Christopher Alexander on an Extended Physics
“… In physics, the effort has always been to take the geometry of a material system and to derive from it, predictions about the dynamic behavior, forces, and causal interactions … which follow from a particular configuration.
In art and building … Again we have geometry, but here we seek especially to derive from it, or predict from it, the harmony, gracefulness, and quality of life, which different geometries may have.
Further, still, in the study of living systems – ecosystems and organisms – we have yet a third problem.
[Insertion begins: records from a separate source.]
//! Random node synthesis.

use rand::Rng;

use crate::types::{GraphError, GraphResult, Node, NODE_NAME_ALPHABET, NODE_NAME_LEN};

/// A random base-36 node name.
pub fn new_node_name<R: Rng + ?Sized>(rng: &mut R) -> String {
    (0..NODE_NAME_LEN)
        .map(|_| NODE_NAME_ALPHABET[rng.gen_range(0..NODE_NAME_ALPHABET.len())] as char)
        .collect()
}

/// A node with the given ID and a random name.
pub fn new_node<R: Rng + ?Sized>(id: u64, rng: &mut R) -> Node {
    Node::new(id, new_node_name(rng))
}

/// Between `min_nodes` and `max_nodes` (inclusive) nodes with IDs `0..count`.
pub fn make_random_nodes<R: Rng + ?Sized>(
    min_nodes: usize,
    max_nodes: usize,
    rng: &mut R,
) -> GraphResult<Vec<Node>> {
    if min_nodes > max_nodes {
        return Err(GraphError::InvalidRange {
            min: min_nodes,
            max: max_nodes,
        });
    }

    let count = rng.gen_range(min_nodes..=max_nodes);
    log::debug!("make_random_nodes: {} nodes", count);

    Ok((0..count as u64).map(|id| new_node(id, &mut *rng)).collect())
}
//! Random link synthesis over a generated node set.

use rand::Rng;

use crate::types::{Link, Node};

/// A link with the given ID between two node IDs.
pub fn new_link(id: u64, source: u64, target: u64) -> Link {
    Link::new(id, source, target)
}

/// Random links leaving every node in `nodes`.
///
/// Each node gets between 1 and `max(max_links, 1)` links to uniformly
/// chosen nodes of the set, itself included. Link IDs start at 1.
pub fn make_random_links<R: Rng + ?Sized>(
    nodes: &[Node],
    max_links: usize,
    rng: &mut R,
) -> Vec<Link> {
    if nodes.is_empty() {
        return Vec::new();
    }

    let mut links = Vec::new();
    let mut id = 0;

    for node in nodes {
        let total = if max_links == 0 {
            0
        } else {
            rng.gen_range(0..max_links)
        };
        for _ in 0..=total {
            let target = &nodes[rng.gen_range(0..nodes.len())];
            id += 1;
            links.push(new_link(id, node.id, target.id));
        }
    }

    log::debug!(
        "make_random_links: {} links over {} nodes",
        links.len(),
        nodes.len()
    );
    links
}

#[cfg(test)]
mod tests {
    use super::*;
    use rand::rngs::StdRng;
    use rand::SeedableRng;

    fn nodes(count: u64) -> Vec<Node> {
        (0..count).map(|id| Node::new(id, "n")).collect()
    }

    #[test]
    fn zero_max_links_gives_one_per_node() {
        let mut rng = StdRng::seed_from_u64(3);
        let links = make_random_links(&nodes(6), 0, &mut rng);
        assert_eq!(links.len(), 6);
        for (i, link) in links.iter().enumerate() {
            assert_eq!(link.source, i as u64);
        }
    }

    #[test]
    fn ids_are_sequential_from_one() {
        let mut rng = StdRng::seed_from_u64(3);
        let links = make_random_links(&nodes(10), 4, &mut rng);
        for (i, link) in links.iter().enumerate() {
            assert_eq!(link.id, i as u64 + 1);
        }
    }

    #[test]
    fn empty_node_set() {
        let mut rng = StdRng::seed_from_u64(3);
        assert!(make_random_links(&[], 5, &mut rng).is_empty());
    }
}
Here we have geometric structures, and we seek to derive from their geometry both the behavior of the systems (in that regards it is like physics) and the health or degree of life and coherence of the systems (in that regard it is like art and architecture).
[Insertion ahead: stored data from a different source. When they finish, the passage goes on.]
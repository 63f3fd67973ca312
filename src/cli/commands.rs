//! CLI command implementations.

use std::path::Path;

use crate::generate::{generate_graph, GeneratorConfig};
use crate::graph::{find_path, UndirectedGraph};
use crate::types::GraphResult;

use super::input::read_edge_list;

/// Find a shortest path between two nodes of an edge list file.
pub fn cmd_path(path: &Path, source: &str, target: &str, json: bool) -> GraphResult<()> {
    let edges = read_edge_list(path)?;
    let source = source.to_string();
    let target = target.to_string();
    let found = find_path(&source, &target, &edges)?;

    if json {
        let info = match &found {
            Some(steps) => serde_json::json!({
                "source": source,
                "target": target,
                "found": true,
                "length": steps.len(),
                "path": steps,
            }),
            None => serde_json::json!({
                "source": source,
                "target": target,
                "found": false,
            }),
        };
        println!("{}", serde_json::to_string_pretty(&info)?);
    } else {
        match found {
            Some(steps) if steps.is_empty() => {
                println!("{} is the target itself (length 0)", source);
            }
            Some(steps) => {
                println!("Path from {} to {} (length {}):", source, target, steps.len());
                for step in &steps {
                    println!("  {}", step);
                }
            }
            None => println!("No path from {} to {}", source, target),
        }
    }
    Ok(())
}

/// Generate a random graph and print it or write it to a file.
pub fn cmd_generate(
    config: &GeneratorConfig,
    pretty: bool,
    output: Option<&Path>,
) -> GraphResult<()> {
    let (nodes, links) = generate_graph(config)?;
    let doc = serde_json::json!({
        "nodes": nodes,
        "links": links,
    });
    let text = if pretty {
        serde_json::to_string_pretty(&doc)?
    } else {
        serde_json::to_string(&doc)?
    };

    match output {
        Some(file) => {
            std::fs::write(file, text)?;
            log::info!(
                "wrote {} nodes and {} links to {}",
                nodes.len(),
                links.len(),
                file.display()
            );
        }
        None => println!("{}", text),
    }
    Ok(())
}

/// Summarize an edge list file.
pub fn cmd_info(path: &Path, json: bool) -> GraphResult<()> {
    let records = read_edge_list(path)?;
    let graph = UndirectedGraph::from_edges(&records);

    if json {
        let info = serde_json::json!({
            "file": path.display().to_string(),
            "records": records.len(),
            "nodes": graph.node_count(),
            "edges": graph.edge_count(),
            "components": graph.component_count(),
        });
        println!("{}", serde_json::to_string_pretty(&info)?);
    } else {
        println!("File: {}", path.display());
        println!("Edge records: {}", records.len());
        println!("Nodes: {}", graph.node_count());
        println!("Distinct edges: {}", graph.edge_count());
        println!("Components: {}", graph.component_count());
    }
    Ok(())
}
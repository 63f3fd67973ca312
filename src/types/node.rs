//! Generated graph nodes.

use serde::{Deserialize, Serialize};

/// A generated node: a sequential ID plus a random display name.
#[derive(Debug, Clone, PartialEq, Eq, Hash, Serialize, Deserialize)]
pub struct Node {
    /// Node ID, equal to the node's position in the generated set.
    pub id: u64,
    /// Random base-36 display name.
    pub name: String,
}

impl Node {
    /// Create a new node.
    pub fn new(id: u64, name: impl Into<String>) -> Self {
        Self {
            id,
            name: name.into(),
        }
    }
}

impl std::fmt::Display for Node {
    fn fmt(&self, f: &mut std::fmt::Formatter<'_>) -> std::fmt::Result {
        write!(f, "{} ({})", self.id, self.name)
    }
}
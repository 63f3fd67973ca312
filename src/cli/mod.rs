//! Command-line interface for the `gpath` tool.

pub mod commands;
pub mod input;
In what follows now, I am taking the view that all three cases are to be included in a single view of matter … our picture of the matter-space of the universe must be modified in a way that is consistent with the insights of 20th-century physics … matter-space must have certain additional features, not provided for by contemporary physics, which allow us to see the wholeness as it occurs in space, thus forming an extension of the present picture.
The existence of centers and wholeness
… wholeness – a pervasive multi-level structure created by centers throughout space, together with the idea that different centers have different degrees of life and centeredness…
Value and life as part of space itself
… each spatial region, at every scale, has a relative value, and a relative degree of life.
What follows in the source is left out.